**Problem details:**
In the listing below, pick out lines with "AdapterEvent".

**Provided material:**

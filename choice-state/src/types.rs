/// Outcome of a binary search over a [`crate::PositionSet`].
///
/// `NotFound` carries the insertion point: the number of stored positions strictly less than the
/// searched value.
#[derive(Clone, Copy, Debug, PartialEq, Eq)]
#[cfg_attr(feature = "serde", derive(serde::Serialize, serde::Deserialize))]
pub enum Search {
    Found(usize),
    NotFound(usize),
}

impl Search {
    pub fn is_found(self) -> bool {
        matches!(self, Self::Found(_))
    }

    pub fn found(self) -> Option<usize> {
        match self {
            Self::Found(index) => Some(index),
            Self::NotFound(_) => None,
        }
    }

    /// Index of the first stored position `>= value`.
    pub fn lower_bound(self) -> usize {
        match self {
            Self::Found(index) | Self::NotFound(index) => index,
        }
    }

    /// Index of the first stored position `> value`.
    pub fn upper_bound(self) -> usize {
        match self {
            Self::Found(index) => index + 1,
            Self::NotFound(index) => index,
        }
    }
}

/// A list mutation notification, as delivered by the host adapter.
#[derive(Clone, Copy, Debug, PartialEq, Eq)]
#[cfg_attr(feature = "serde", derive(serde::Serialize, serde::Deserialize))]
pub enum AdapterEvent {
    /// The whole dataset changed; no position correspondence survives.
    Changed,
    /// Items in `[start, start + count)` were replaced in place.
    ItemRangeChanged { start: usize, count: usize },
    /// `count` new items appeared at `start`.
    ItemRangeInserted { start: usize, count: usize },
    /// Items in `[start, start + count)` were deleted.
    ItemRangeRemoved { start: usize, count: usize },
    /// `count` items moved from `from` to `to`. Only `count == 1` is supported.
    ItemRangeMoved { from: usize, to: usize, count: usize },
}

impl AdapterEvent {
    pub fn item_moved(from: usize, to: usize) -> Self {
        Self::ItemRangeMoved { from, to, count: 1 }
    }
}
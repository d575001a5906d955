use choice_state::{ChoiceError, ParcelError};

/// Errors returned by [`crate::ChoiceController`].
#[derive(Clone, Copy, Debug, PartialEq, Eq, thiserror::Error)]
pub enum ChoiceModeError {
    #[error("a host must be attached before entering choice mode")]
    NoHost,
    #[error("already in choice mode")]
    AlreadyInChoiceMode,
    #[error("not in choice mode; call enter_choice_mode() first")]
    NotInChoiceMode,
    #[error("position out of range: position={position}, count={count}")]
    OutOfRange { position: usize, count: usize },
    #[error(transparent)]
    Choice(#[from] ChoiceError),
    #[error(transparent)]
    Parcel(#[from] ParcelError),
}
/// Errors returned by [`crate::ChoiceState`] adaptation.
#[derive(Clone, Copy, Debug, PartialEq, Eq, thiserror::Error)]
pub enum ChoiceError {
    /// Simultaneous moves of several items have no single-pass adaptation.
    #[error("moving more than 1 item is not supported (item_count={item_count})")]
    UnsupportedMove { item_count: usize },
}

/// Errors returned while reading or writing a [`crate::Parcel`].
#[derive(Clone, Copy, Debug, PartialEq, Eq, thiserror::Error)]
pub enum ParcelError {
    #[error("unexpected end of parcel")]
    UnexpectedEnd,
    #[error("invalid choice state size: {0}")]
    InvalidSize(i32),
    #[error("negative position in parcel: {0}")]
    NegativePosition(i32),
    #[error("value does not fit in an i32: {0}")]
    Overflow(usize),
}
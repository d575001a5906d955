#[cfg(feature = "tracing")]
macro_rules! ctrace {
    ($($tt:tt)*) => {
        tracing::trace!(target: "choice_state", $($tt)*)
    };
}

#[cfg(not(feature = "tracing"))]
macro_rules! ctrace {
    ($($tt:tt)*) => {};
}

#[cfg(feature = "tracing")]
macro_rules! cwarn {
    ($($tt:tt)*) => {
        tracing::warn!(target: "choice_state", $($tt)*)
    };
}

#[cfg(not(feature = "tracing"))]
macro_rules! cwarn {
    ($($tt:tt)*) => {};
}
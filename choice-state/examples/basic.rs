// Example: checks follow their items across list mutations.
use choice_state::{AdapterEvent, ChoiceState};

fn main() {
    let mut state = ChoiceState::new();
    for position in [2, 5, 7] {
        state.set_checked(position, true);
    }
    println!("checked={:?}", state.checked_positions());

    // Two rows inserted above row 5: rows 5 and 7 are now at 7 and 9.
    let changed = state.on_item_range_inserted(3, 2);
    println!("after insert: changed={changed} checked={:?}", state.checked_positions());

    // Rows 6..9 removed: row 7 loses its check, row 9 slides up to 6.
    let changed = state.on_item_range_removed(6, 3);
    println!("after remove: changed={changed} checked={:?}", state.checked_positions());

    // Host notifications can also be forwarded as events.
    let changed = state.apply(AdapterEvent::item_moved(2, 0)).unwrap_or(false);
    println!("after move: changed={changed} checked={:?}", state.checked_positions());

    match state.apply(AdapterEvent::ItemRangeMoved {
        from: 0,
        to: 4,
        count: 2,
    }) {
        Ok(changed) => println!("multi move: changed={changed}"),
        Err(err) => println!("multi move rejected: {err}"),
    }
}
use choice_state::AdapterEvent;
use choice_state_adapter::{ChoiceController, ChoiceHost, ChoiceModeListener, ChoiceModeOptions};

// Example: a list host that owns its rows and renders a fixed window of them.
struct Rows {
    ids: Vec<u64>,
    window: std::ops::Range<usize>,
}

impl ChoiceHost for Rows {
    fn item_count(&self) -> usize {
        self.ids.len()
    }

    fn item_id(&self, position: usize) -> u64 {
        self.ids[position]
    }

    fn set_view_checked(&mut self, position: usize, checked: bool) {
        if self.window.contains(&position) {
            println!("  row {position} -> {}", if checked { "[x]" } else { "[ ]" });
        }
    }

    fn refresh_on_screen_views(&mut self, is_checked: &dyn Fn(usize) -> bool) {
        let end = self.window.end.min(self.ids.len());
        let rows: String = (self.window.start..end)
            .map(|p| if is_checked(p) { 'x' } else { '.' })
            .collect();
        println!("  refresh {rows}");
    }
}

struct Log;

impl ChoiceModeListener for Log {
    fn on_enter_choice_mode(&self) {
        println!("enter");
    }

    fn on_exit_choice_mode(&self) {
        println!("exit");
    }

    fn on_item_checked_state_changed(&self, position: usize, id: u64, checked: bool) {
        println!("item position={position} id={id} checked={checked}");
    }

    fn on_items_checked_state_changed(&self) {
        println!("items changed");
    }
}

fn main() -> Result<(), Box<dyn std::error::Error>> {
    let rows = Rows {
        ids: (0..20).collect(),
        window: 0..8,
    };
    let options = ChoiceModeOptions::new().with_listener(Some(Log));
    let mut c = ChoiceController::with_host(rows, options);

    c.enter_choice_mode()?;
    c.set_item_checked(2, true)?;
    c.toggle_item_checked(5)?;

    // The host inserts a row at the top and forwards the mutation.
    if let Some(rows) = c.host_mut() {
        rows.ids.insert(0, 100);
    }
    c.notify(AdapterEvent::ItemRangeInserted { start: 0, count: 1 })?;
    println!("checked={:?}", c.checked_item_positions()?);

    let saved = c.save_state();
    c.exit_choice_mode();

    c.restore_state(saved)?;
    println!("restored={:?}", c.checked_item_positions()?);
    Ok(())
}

**Exercise output:**
pub enum AdapterEvent {
impl AdapterEvent {
use choice_state::{AdapterEvent, ChoiceState};
    let changed = state.apply(AdapterEvent::item_moved(2, 0)).unwrap_or(false);
    match state.apply(AdapterEvent::ItemRangeMoved {
use choice_state::AdapterEvent;
    c.notify(AdapterEvent::ItemRangeInserted { start: 0, count: 1 })?;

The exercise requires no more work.